The boy is 17. He quit his studies to help his family and currently works at a hardware store. His story, as told to Newslaundry, is significantly different from the media reports cited above.

On the evening of Sunday, June 30, the boy went out of his house, “which I usually do”, he says. He was having supari when four or five boys with cigarettes came up to him and asked for a matchstick. The boy said he didn’t have one, since he doesn’t smoke. 

“They started asking me questions like ‘are you from this gali’. I said yes. Then they asked if I’m a Hindu or a Muslim. The moment I said Hindu, they slapped me four or five times. A Muslim cleric saw this and took me away to Fatehpur Chowk. He suggested I use the back lanes to go back home. I was returning home when I saw Sanjiv Gupta and Aas Mohammed fighting.”

This would be the scuffle over parking that broke out when Aas parked his motorcycle outside Gupta’s house. The boy says a crowd was building up. “Some of the boys started hitting me. I ran away.”

He tells Newslaundry he left on his own, sensing the situation would worsen. He confirms he left the area before the temple got vandalised—in direct contradiction to his mother’s claim. The FIR she filed states, “On the night of June 30, a few Muslim guys barged into my house chanting Allahu Akbar, and took away my son at around 11:30.” Meanwhile, Sudarshan News had interviewed the boy who said he went home, the violent mob came at night and began beating him up—so he ran away. But this isn’t what he told Newslaundry.

So where did he go and why did it take him two days to return?

“I switched off my mobile, I didn’t want anyone to know where I am. I went to Sadar Bazaar railway station and got into a train. I got down a stop before Haridwar. It was quite late at night. So I slept at the railway station. When I was getting a bus to Haridwar, I coincidentally met my uncle. He took me to his house: Ghanta Ghar at Ghaziabad. I lost my phone while I was travelling to Ghaziabad. I don’t remember exactly where I lost my phone.”

The Delhi police traced him to his uncle’s house, SHO Sunil Kumar says. At midnight on July 2, he was brought to Kamla Nagar police station and went home at 3 am. He’s been at home ever since. His father is a sweeper at New Delhi railway station and hasn’t gone to work ever since his son went missing. His mother is worried about the family’s financial situation as a result.

***

The boy’s story raises a lot of questions. When his uncle ran into him on the way to Haridwar, why didn’t the uncle inform the boy’s family? The boy’s mother Mona says, “His aunt has been unwell, so the uncle was preoccupied. He took my son to the hospital first where his aunt has been hospitalised and then to his house.”

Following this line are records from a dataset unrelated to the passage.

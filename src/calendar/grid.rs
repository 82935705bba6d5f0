use chrono::{Datelike, NaiveDate, Weekday};
use serde::{Deserialize, Serialize};

#[derive(Debug, Clone, Copy, PartialEq, Eq, Default, Serialize, Deserialize)]
#[serde(rename_all = "lowercase")]
pub enum WeekStart {
    #[default]
    Sunday,
    Monday,
}

impl WeekStart {
    pub fn first_weekday(self) -> Weekday {
        match self {
            WeekStart::Sunday => Weekday::Sun,
            WeekStart::Monday => Weekday::Mon,
        }
    }

    /// Column headers in display order.
    pub fn weekday_labels(self) -> [&'static str; 7] {
        match self {
            WeekStart::Sunday => ["Sun", "Mon", "Tue", "Wed", "Thu", "Fri", "Sat"],
            WeekStart::Monday => ["Mon", "Tue", "Wed", "Thu", "Fri", "Sat", "Sun"],
        }
    }

    pub fn column_of(self, weekday: Weekday) -> u32 {
        match self {
            WeekStart::Sunday => weekday.num_days_from_sunday(),
            WeekStart::Monday => weekday.num_days_from_monday(),
        }
    }
}

/// A displayed month. `month` is zero-based: 0 is January, 11 is December.
#[derive(Debug, Clone, Copy, PartialEq, Eq)]
pub struct MonthCursor {
    pub year: i32,
    pub month: u32,
}

impl MonthCursor {
    pub fn new(year: i32, month: u32) -> Self {
        Self { year, month }
    }

    pub fn containing(date: NaiveDate) -> Self {
        Self {
            year: date.year(),
            month: date.month0(),
        }
    }

    pub fn prev(self) -> Self {
        if self.month == 0 {
            Self { year: self.year - 1, month: 11 }
        } else {
            Self { year: self.year, month: self.month - 1 }
        }
    }

    pub fn next(self) -> Self {
        if self.month >= 11 {
            Self { year: self.year + 1, month: 0 }
        } else {
            Self { year: self.year, month: self.month + 1 }
        }
    }

    pub fn first_day(self) -> Option<NaiveDate> {
        NaiveDate::from_ymd_opt(self.year, self.month + 1, 1)
    }

    pub fn days(self) -> Vec<NaiveDate> {
        days_in_month(self.year, self.month)
    }

    pub fn contains(self, date: NaiveDate) -> bool {
        date.year() == self.year && date.month0() == self.month
    }

    /// The given day number in this month, clamped to the month's last day.
    pub fn clamp_day(self, day: u32) -> Option<NaiveDate> {
        let last = self.days().last().map(|d| d.day())?;
        NaiveDate::from_ymd_opt(self.year, self.month + 1, day.clamp(1, last))
    }

    pub fn label(self) -> String {
        self.first_day()
            .map(|d| d.format("%B %Y").to_string())
            .unwrap_or_else(|| format!("{}-{:02}", self.year, self.month + 1))
    }
}

pub fn days_in_month(year: i32, month: u32) -> Vec<NaiveDate> {
    let Some(first) = NaiveDate::from_ymd_opt(year, month + 1, 1) else {
        return Vec::new();
    };

    first
        .iter_days()
        .take_while(|d| d.month0() == month)
        .collect()
}

pub fn leading_blanks(year: i32, month: u32, week_start: WeekStart) -> u32 {
    NaiveDate::from_ymd_opt(year, month + 1, 1)
        .map(|first| week_start.column_of(first.weekday()))
        .unwrap_or(0)
}

pub fn is_today(date: NaiveDate, today: NaiveDate) -> bool {
    date.year() == today.year() && date.month() == today.month() && date.day() == today.day()
}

Why did Mona claim a Muslim mob had abducted her son? She stated that in the FIR and in interviews to media outlets. Mona says she may have “interpreted” it incorrectly: “There was so much confusion and chaos, I thought a Muslim mob abducted my son.”

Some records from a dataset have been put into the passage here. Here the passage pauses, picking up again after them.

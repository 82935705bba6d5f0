use chrono::{Datelike, Local, NaiveDate};
use ratatui::{
    layout::Rect,
    style::{Modifier, Style},
    text::{Line, Span},
    widgets::{Block, Borders, Paragraph},
    Frame,
};
use calpad::{app::AppState, ui::month_view};

const CELL_WIDTH: u16 = 5;
/// Month label, blank line and weekday header sit above the first week row.
const HEADER_ROWS: u16 = 3;

pub fn render(f: &mut Frame, app: &AppState, area: Rect) {
    let layout = month_view::calculate_layout(app, Local::now().date_naive());

    let mut lines = vec![
        Line::from(vec![Span::styled(
            app.month.label(),
            Style::default().fg(app.theme.title).add_modifier(Modifier::BOLD),
        )]),
        Line::from(""),
        Line::from(
            app.week_start
                .weekday_labels()
                .iter()
                .map(|label| Span::styled(format!("{:^5}", label), Style::default().fg(app.theme.heading)))
                .collect::<Vec<_>>(),
        ),
    ];

    for week in &layout.weeks {
        let mut day_spans = Vec::new();

        for day_cell in &week.days {
            let Some(date) = day_cell.date else {
                day_spans.push(Span::raw("     "));
                continue;
            };

            let mut style = Style::default();
            if day_cell.is_selected {
                style = style.bg(app.theme.selected_bg).fg(app.theme.text).add_modifier(Modifier::BOLD);
            } else if day_cell.is_today {
                style = style.fg(app.theme.today).add_modifier(Modifier::BOLD);
            }
            if day_cell.is_today {
                style = style.add_modifier(Modifier::UNDERLINED);
            }

            day_spans.push(Span::styled(format!(" {:>2}", date.day()), style));
            if day_cell.has_events {
                day_spans.push(Span::styled("• ", style.fg(app.theme.event_marker)));
            } else {
                day_spans.push(Span::styled("  ", style));
            }
        }

        lines.push(Line::from(day_spans));
    }

    lines.push(Line::from(""));
    lines.push(Line::from(vec![
        Span::styled("hjkl", Style::default().fg(app.theme.title)),
        Span::raw(" = Move | "),
        Span::styled("{ }", Style::default().fg(app.theme.title)),
        Span::raw(" = Month | "),
        Span::styled("Enter", Style::default().fg(app.theme.success)),
        Span::raw("/click = Open day"),
    ]));

    let content = Paragraph::new(lines).block(Block::default().borders(Borders::ALL));
    f.render_widget(content, area);
}

/// Maps a terminal position inside the rendered grid area to its date.
pub fn date_at(app: &AppState, area: Rect, column: u16, row: u16) -> Option<NaiveDate> {
    let inner = Block::default().borders(Borders::ALL).inner(area);
    let grid_top = inner.y + HEADER_ROWS;
    if column < inner.x || row < grid_top || column >= inner.x + inner.width {
        return None;
    }

    let col = ((column - inner.x) / CELL_WIDTH) as usize;
    let week = (row - grid_top) as usize;
    if col >= 7 {
        return None;
    }

    let layout = month_view::calculate_layout(app, Local::now().date_naive());
    layout.cell_at(week, col).and_then(|cell| cell.date)
}

#[cfg(test)]
mod tests {
    use super::*;
    use calpad::storage::EventStore;

    fn state_on(day: NaiveDate) -> AppState {
        let mut state = AppState::new(EventStore::in_memory());
        state.select_date(day);
        state
    }

    #[test]
    fn click_on_first_day_cell_resolves_date() {
        // 2024-03-01 is a Friday, column 5 with Sunday start.
        let app = state_on(NaiveDate::from_ymd_opt(2024, 3, 10).unwrap());
        let area = Rect::new(0, 0, 40, 14);

        let date = date_at(&app, area, 1 + 5 * 5 + 2, 1 + HEADER_ROWS);

        assert_eq!(date, NaiveDate::from_ymd_opt(2024, 3, 1));
    }

    #[test]
    fn click_on_blank_or_header_resolves_nothing() {
        let app = state_on(NaiveDate::from_ymd_opt(2024, 3, 10).unwrap());
        let area = Rect::new(0, 0, 40, 14);

        assert_eq!(date_at(&app, area, 2, 1 + HEADER_ROWS), None);
        assert_eq!(date_at(&app, area, 10, 1), None);
    }
}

The FIR clearly states the mob vandalised the temple and “abducted” the boy at 11.30 am. According to the police and eye-witnesses, the temple was vandalised after midnight. The boy says he left the lane of his own accord at 10.30 pm. None of the media platforms focused on these discrepancies. 

As a result, representatives from the All India Students’ Association (AISA), Aman Biradiri and Karwaan-e Mohabbat filed a complaint at Hauz Qazi police station against media houses spreading misinformation. The complaint specifically lists the Organiser report, accusing it of promoting “disharmony and feelings of enmity and ill-will between Hindus and Muslims”. The complaint mentions platforms like Times Now, Business Standard and Hindustan Times, stating they’ve “exaggerated” the number of people involved in the vandalising of the temple.

The complaint was submitted to DCP (Central) Mandeep Singh Randhawa, who assures them that everything is under control. “I don’t know about the communal angles, all I know is there is truth on one side and lies on the other. I am here to find out the truth, which we will,” he says.